= Van Phillips (inventor) =

American inventor of prosthetics (born 1954)

Van Phillips (born 1954) is an American inventor of prosthetics.

==Biography==
He is known for the Flex-Foot brand of artificial foot and limbs that he created, and for his charity work for amputees. An amputee himself, having lost a leg below the knee at age 21, Phillips was motivated by the limitations of then-existing artificial limbs to attend the Northwestern University Medical School Prosthetic-Orthotic Center. After graduation, he worked as a biomedical design engineer at the University of Utah before starting his own company, Flex-Foot Incorporated in 1984.

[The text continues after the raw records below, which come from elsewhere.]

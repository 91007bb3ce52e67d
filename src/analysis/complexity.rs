//! Complexity scoring for source files

use crate::analysis::patterns::PatternExtractor;
use crate::types::ComplexityTier;

/// Score added per complex construct
pub const COMPLEX_CONSTRUCT_PENALTY: usize = 10;

/// Scores below this are simple
pub const SIMPLE_CEILING: usize = 50;

/// Scores below this (and not simple) are intermediate
pub const INTERMEDIATE_CEILING: usize = 150;

/// Score and tier of one file
#[derive(Debug, Clone, Copy, PartialEq, Eq)]
pub struct ComplexityScore {
    pub score: usize,
    pub tier: ComplexityTier,
}

impl ComplexityScore {
    /// Combines a line count with a construct count
    pub fn from_counts(lines: usize, constructs: usize) -> Self {
        let score = lines + constructs * COMPLEX_CONSTRUCT_PENALTY;
        Self {
            score,
            tier: tier_for(score),
        }
    }
}

/// Scores `content` as its line count plus a fixed penalty per complex construct
pub fn score_complexity<E: PatternExtractor + ?Sized>(extractor: &E, content: &str) -> ComplexityScore {
    ComplexityScore::from_counts(
        content.lines().count(),
        extractor.count_complex_constructs(content),
    )
}

pub fn tier_for(score: usize) -> ComplexityTier {
    if score < SIMPLE_CEILING {
        ComplexityTier::Simple
    } else if score < INTERMEDIATE_CEILING {
        ComplexityTier::Intermediate
    } else {
        ComplexityTier::Advanced
    }
}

Phillips ultimately created a workable artificial foot made from carbon graphite. Unlike all previous prostheses, it stored kinetic energy from the wearer's steps as potential energy, like a spring, allowing the wearer to run and jump. A prosthetic foot that he created, the Flex-Foot Cheetah, is used by double-amputee and Paralympics gold-medalist Oscar Pistorius, and about 90 percent of Paralympics participants use a variation of the original Flex-Foot design, as well as thousands of people around the world. Phillips sold Flex-Foot to Össur in 2000, which continues to manufacture the artificial foot.

In 1999 he established Second Wind, a non-profit organization to provide inexpensive and resistant prostheses to amputees around the world, and is now working to create a prosthetic leg for land mine victims in developing countries. In 1998 he received the Brian Blatchford Memorial Prize from the International Society for Prosthetics and Orthotics.